Emily Parker receives APPAM's best comparative policy paper recognition

Congratulations, PAM PhD candidate, Emily Parker, this year’s recipient of the Association of Public Policy and Management’s best comparative policy paper! Her paper focuses on the political evolution of health policies for the poor (details below).

Title: The Market-Failure Paradox: Political Contention in the U.S. Welfare State

Abstract: Although policies targeting the poor have historically encountered partisan opposition in the United States, political backlash is not inevitable. How do policies for the poor avoid political contention? This study leverages the presence of political contention within Medicaid, the federal-state health insurance program for the poor, and its absence in the Community Health Center (CHC) program, an expansive federally funded network of clinics targeting underserved communities.

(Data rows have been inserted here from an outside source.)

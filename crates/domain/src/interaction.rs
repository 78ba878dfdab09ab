// Copyright (C) 2026 Fred Clausen
// Use of this source code is governed by an MIT-style
// license that can be found in the LICENSE file or at
// https://opensource.org/licenses/MIT.

use crate::error::DomainError;
use crate::ids::{AdminId, ContractId, CustomerId, InteractionId};
use serde::{Deserialize, Serialize};
use std::collections::BTreeMap;
use std::str::FromStr;
use time::OffsetDateTime;

/// Metadata key holding the comma-joined correction reasons.
pub const REASONS_METADATA_KEY: &str = "reasons";

/// Kinds of recorded admin/customer interactions.
#[derive(Debug, Clone, Copy, PartialEq, Eq, Hash, Serialize, Deserialize)]
#[serde(rename_all = "snake_case")]
pub enum InteractionKind {
    /// An admin asked the customer to correct their documents.
    RequestCorrection,
    /// An email was sent to the customer.
    SentEmail,
    /// A free-form message.
    Message,
}

impl InteractionKind {
    /// Returns the persisted string form.
    #[must_use]
    pub const fn as_str(&self) -> &'static str {
        match self {
            Self::RequestCorrection => "request_correction",
            Self::SentEmail => "sent_email",
            Self::Message => "message",
        }
    }
}

impl FromStr for InteractionKind {
    type Err = DomainError;

    fn from_str(s: &str) -> Result<Self, Self::Err> {
        match s {
            "request_correction" => Ok(Self::RequestCorrection),
            "sent_email" => Ok(Self::SentEmail),
            "message" => Ok(Self::Message),
            _ => Err(DomainError::UnknownInteractionKind(s.to_string())),
        }
    }
}

impl std::fmt::Display for InteractionKind {
    fn fmt(&self, f: &mut std::fmt::Formatter<'_>) -> std::fmt::Result {
        write!(f, "{}", self.as_str())
    }
}

/// A persisted interaction.
#[derive(Debug, Clone, PartialEq, Eq, Serialize, Deserialize)]
pub struct Interaction {
    pub id: InteractionId,
    pub admin_id: AdminId,
    pub contract_id: ContractId,
    pub customer_id: CustomerId,
    pub kind: InteractionKind,
    pub content: String,
    pub metadata: BTreeMap<String, String>,
    #[serde(with = "time::serde::rfc3339")]
    pub created_at: OffsetDateTime,
}

/// An interaction to be recorded.
#[derive(Debug, Clone, PartialEq, Eq)]
pub struct NewInteraction {
    pub admin_id: AdminId,
    pub contract_id: ContractId,
    pub customer_id: CustomerId,
    pub kind: InteractionKind,
    pub content: String,
    pub metadata: BTreeMap<String, String>,
}

impl NewInteraction {
    /// Builds the correction-request interaction for a contract.
    ///
    /// Blank reasons are dropped; the remaining reasons are stored comma-joined
    /// under [`REASONS_METADATA_KEY`]. The content is the trimmed free text.
    ///
    /// # Errors
    ///
    /// Returns `DomainError::InvalidInteraction` if neither a reason nor any
    /// free text remains.
    pub fn correction_request(
        admin_id: AdminId,
        contract_id: ContractId,
        customer_id: CustomerId,
        reasons: &[String],
        free_text: &str,
    ) -> Result<Self, DomainError> {
        let reasons: Vec<&str> = reasons
            .iter()
            .map(|r| r.trim())
            .filter(|r| !r.is_empty())
            .collect();
        let content: &str = free_text.trim();

        if reasons.is_empty() && content.is_empty() {
            return Err(DomainError::InvalidInteraction {
                field: "content",
                reason: "a correction request needs at least one reason or a message".to_string(),
            });
        }

        let mut metadata: BTreeMap<String, String> = BTreeMap::new();
        if !reasons.is_empty() {
            metadata.insert(REASONS_METADATA_KEY.to_string(), reasons.join(","));
        }

        let interaction = Self {
            admin_id,
            contract_id,
            customer_id,
            kind: InteractionKind::RequestCorrection,
            content: content.to_string(),
            metadata,
        };
        interaction.validate()?;
        Ok(interaction)
    }

    /// Builds the record of an email sent to the customer.
    #[must_use]
    pub fn sent_email(
        admin_id: AdminId,
        contract_id: ContractId,
        customer_id: CustomerId,
        template: &str,
    ) -> Self {
        let mut metadata: BTreeMap<String, String> = BTreeMap::new();
        metadata.insert("template".to_string(), template.to_string());
        Self {
            admin_id,
            contract_id,
            customer_id,
            kind: InteractionKind::SentEmail,
            content: template.to_string(),
            metadata,
        }
    }

    /// Checks structural completeness.
    ///
    /// # Errors
    ///
    /// Returns `DomainError::InvalidInteraction` naming the first offending field.
    pub fn validate(&self) -> Result<(), DomainError> {
        if self.content.trim().is_empty() && self.metadata.is_empty() {
            return Err(DomainError::InvalidInteraction {
                field: "content",
                reason: "content and metadata cannot both be empty".to_string(),
            });
        }
        if self.metadata.keys().any(|k| k.trim().is_empty()) {
            return Err(DomainError::InvalidInteraction {
                field: "metadata",
                reason: "metadata keys cannot be blank".to_string(),
            });
        }
        Ok(())
    }
}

Drawing upon more than 15,000 primary documents collected from seven presidential archives (1965-2001), I find that initial policy design fundamentally constrained both discursive opportunities as well as the acquisition of political support. The articulation of frames aligning with both markets and morality allowed the CHC program to resonate across ideological divides, whereas Medicaid’s lack of market alignment and pervasive framing as inequitable inhibited its political appeal. Developing a concept of the market failure paradox, I argue that framing antipoverty policies as correcting for market failures subverts contestations over deservingness and is a key component in the evasion of political conflict in the U.S. policymaking process.